Ia segera bangkit untuk mengambil air panas untuk mencuci kaki, namun Jiang Tianhao yang berbadan besar menghentikan langkahnya. Ia berpikir sejenak, menepuk lengan Jiang Tianhao dengan lembut, berkata, “Kakak sepupu, tak apa, jabatan ketua asrama, kerjakan saja dengan baik. Aku, Wang Wu, dan Zhao Qiu akan membantu dan mendukungmu. Semangat.”
Barulah Jiang Tianhao merasa sedikit lega.
Menjadi ketua asrama memang pekerjaan berat, menyulitkan dan membuat repot...
Lewat jam delapan malam, lampu kamar 202 dimatikan, Ye Yiyun, Jiang Tianhao, dan Wang Wu sudah naik ke tempat tidur atas, Zhao Qiu sendirian duduk di meja, menyalakan lampu, entah membaca buku apa.
Masih ada beberapa puluh menit hingga waktu yang ditentukan, Ye Yiyun dan Jiang Tianhao pun tak bisa berbuat banyak, hanya menghadap tembok, menghindari cahaya lampu.
Canggungnya, guru asrama datang memeriksa, Zhao Qiu masih membaca, setelah buku diambil dan terjadi percakapan, ketiga orang di atas tempat tidur pun terbangun.
Jiang Tianhao sebagai ketua asrama, dapat teguran dari guru asrama.
Setelah guru keluar, suasana jadi tak nyaman.
Mungkin karena masih kekanak-kanakan, Zhao Qiu bersikeras, telinganya memerah, tapi wajahnya pura-pura tak peduli.
Harga diri yang sialan itu memang suka mengacau.
Ye Yiyun menghentikan Jiang Tianhao yang hendak bertindak, memandang Wang Wu yang juga tampak tidak senang, lalu berkata, “Tidur saja, tidur saja.”
...
Keesokan hari, pukul 5.40 pagi
Alarm di samping bantal berbunyi tepat waktu, Ye Yiyun sengaja mengatur, suaranya tidak terlalu keras.
Ia membuka mata, melamun beberapa menit, lalu bangun lebih dulu, menepuk kakak sepupunya yang tidur di sebelah, sebelum keluar untuk mengambil air panas, ia membangunkan Wang Wu si gemuk.
Tidak ada niat sengaja menjauhi Zhao Qiu yang independen, setelah mengambil air panas, Ye Yiyun memanggil dengan sopan beberapa kali.
Namun akhirnya, Zhao Qiu bangun di tengah suara ramai di lantai.

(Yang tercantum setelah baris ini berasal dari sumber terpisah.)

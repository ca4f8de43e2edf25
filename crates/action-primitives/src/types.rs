//! Query vocabulary for locating elements on a surface

use serde::{Deserialize, Serialize};
use std::fmt;

/// Accessible role of an element, as used by role-based queries.
#[derive(Debug, Clone, Copy, PartialEq, Eq, Hash, Serialize, Deserialize)]
#[serde(rename_all = "lowercase")]
pub enum Role {
    Heading,
    Button,
    Link,
    Radio,
    Checkbox,
    Textbox,
}

impl Role {
    pub fn as_str(self) -> &'static str {
        match self {
            Role::Heading => "heading",
            Role::Button => "button",
            Role::Link => "link",
            Role::Radio => "radio",
            Role::Checkbox => "checkbox",
            Role::Textbox => "textbox",
        }
    }
}

/// How an accessible name or label is compared against candidate text.
#[derive(Debug, Clone, PartialEq, Eq, Serialize, Deserialize)]
#[serde(tag = "mode", content = "text", rename_all = "lowercase")]
pub enum TextMatch {
    /// Whole text equal after trimming
    Exact(String),
    /// Case-insensitive substring
    Contains(String),
}

impl TextMatch {
    pub fn exact(text: impl Into<String>) -> Self {
        TextMatch::Exact(text.into())
    }

    pub fn contains(text: impl Into<String>) -> Self {
        TextMatch::Contains(text.into())
    }

    pub fn text(&self) -> &str {
        match self {
            TextMatch::Exact(t) | TextMatch::Contains(t) => t,
        }
    }

    pub fn matches(&self, candidate: &str) -> bool {
        let candidate = normalize_whitespace(candidate);
        match self {
            TextMatch::Exact(expected) => candidate == normalize_whitespace(expected),
            TextMatch::Contains(needle) => candidate
                .to_lowercase()
                .contains(&normalize_whitespace(needle).to_lowercase()),
        }
    }
}

fn normalize_whitespace(input: &str) -> String {
    input.split_whitespace().collect::<Vec<_>>().join(" ")
}

/// Element query. Actions always target the first match in document order.
#[derive(Debug, Clone, PartialEq, Eq, Serialize, Deserialize)]
#[serde(tag = "kind", rename_all = "snake_case")]
pub enum Locator {
    /// Element with an accessible role and name
    Role { role: Role, name: TextMatch },
    /// Form control associated with a label
    Label { label: TextMatch },
    /// Raw CSS selector
    Css { selector: String },
    /// CSS selector filtered to elements whose text contains `text`
    CssWithText { selector: String, text: String },
    /// Value cell (`dd`) following the term (`dt`) whose text contains `term`
    DescriptionValue { term: String },
    /// The document body
    Body,
}

impl Locator {
    pub fn role(role: Role, name: TextMatch) -> Self {
        Locator::Role { role, name }
    }

    /// Heading whose accessible name contains `name` (case-insensitive).
    pub fn heading(name: impl Into<String>) -> Self {
        Locator::Role {
            role: Role::Heading,
            name: TextMatch::contains(name),
        }
    }

    pub fn button(name: TextMatch) -> Self {
        Locator::Role {
            role: Role::Button,
            name,
        }
    }

    pub fn link(name: TextMatch) -> Self {
        Locator::Role {
            role: Role::Link,
            name,
        }
    }

    pub fn radio(name: TextMatch) -> Self {
        Locator::Role {
            role: Role::Radio,
            name,
        }
    }

    pub fn label(label: TextMatch) -> Self {
        Locator::Label { label }
    }

    pub fn css(selector: impl Into<String>) -> Self {
        Locator::Css {
            selector: selector.into(),
        }
    }

    pub fn css_with_text(selector: impl Into<String>, text: impl Into<String>) -> Self {
        Locator::CssWithText {
            selector: selector.into(),
            text: text.into(),
        }
    }

    pub fn description_value(term: impl Into<String>) -> Self {
        Locator::DescriptionValue { term: term.into() }
    }
}

impl fmt::Display for Locator {
    fn fmt(&self, f: &mut fmt::Formatter<'_>) -> fmt::Result {
        match self {
            Locator::Role { role, name } => write!(f, "{}[name~={:?}]", role.as_str(), name.text()),
            Locator::Label { label } => write!(f, "label~={:?}", label.text()),
            Locator::Css { selector } => f.write_str(selector),
            Locator::CssWithText { selector, text } => {
                write!(f, "{selector}:has-text({text:?})")
            }
            Locator::DescriptionValue { term } => write!(f, "dt:has-text({term:?}) + dd"),
            Locator::Body => f.write_str("body"),
        }
    }
}

/// Element condition awaited by [`wait_for`](crate::wait_for).
#[derive(Debug, Clone, Copy, PartialEq, Eq, Default)]
pub enum ElementState {
    /// Present in the document
    Attached,
    /// Present and rendered
    #[default]
    Visible,
}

Hari pertama sekolah, kebanyakan orang tidak bisa setenang Ye Yiyun, suasana kacau, guru asrama datang mengatur keadaan.
Saat itu, Ye Yiyun dan Jiang Tianhao sudah selesai cuci muka dan ganti pakaian, Wang Wu juga hampir selesai.
Melihat tatapan Zhao Qiu yang seperti menyimpan keluhan, Jiang Tianhao segera berkata, “Hei, jangan bilang adikku tidak membangunkanmu, sudah dipanggil tapi kamu tidak bangun, tanya saja ke Xiao Wu.”
Wang Wu yang sedang memeras handuk mengangguk mendukung.
Ye Yiyun memandang Zhao Qiu yang tampak cemas, berkata, “Tenang saja, masih ada waktu, termos masih ada air, kami menunggu kamu.”
Anak muda, pikirannya sederhana.
Ucapan itu membuat Zhao Qiu malu, wajahnya memerah, berbisik mengucapkan terima kasih, lalu segera berbenah.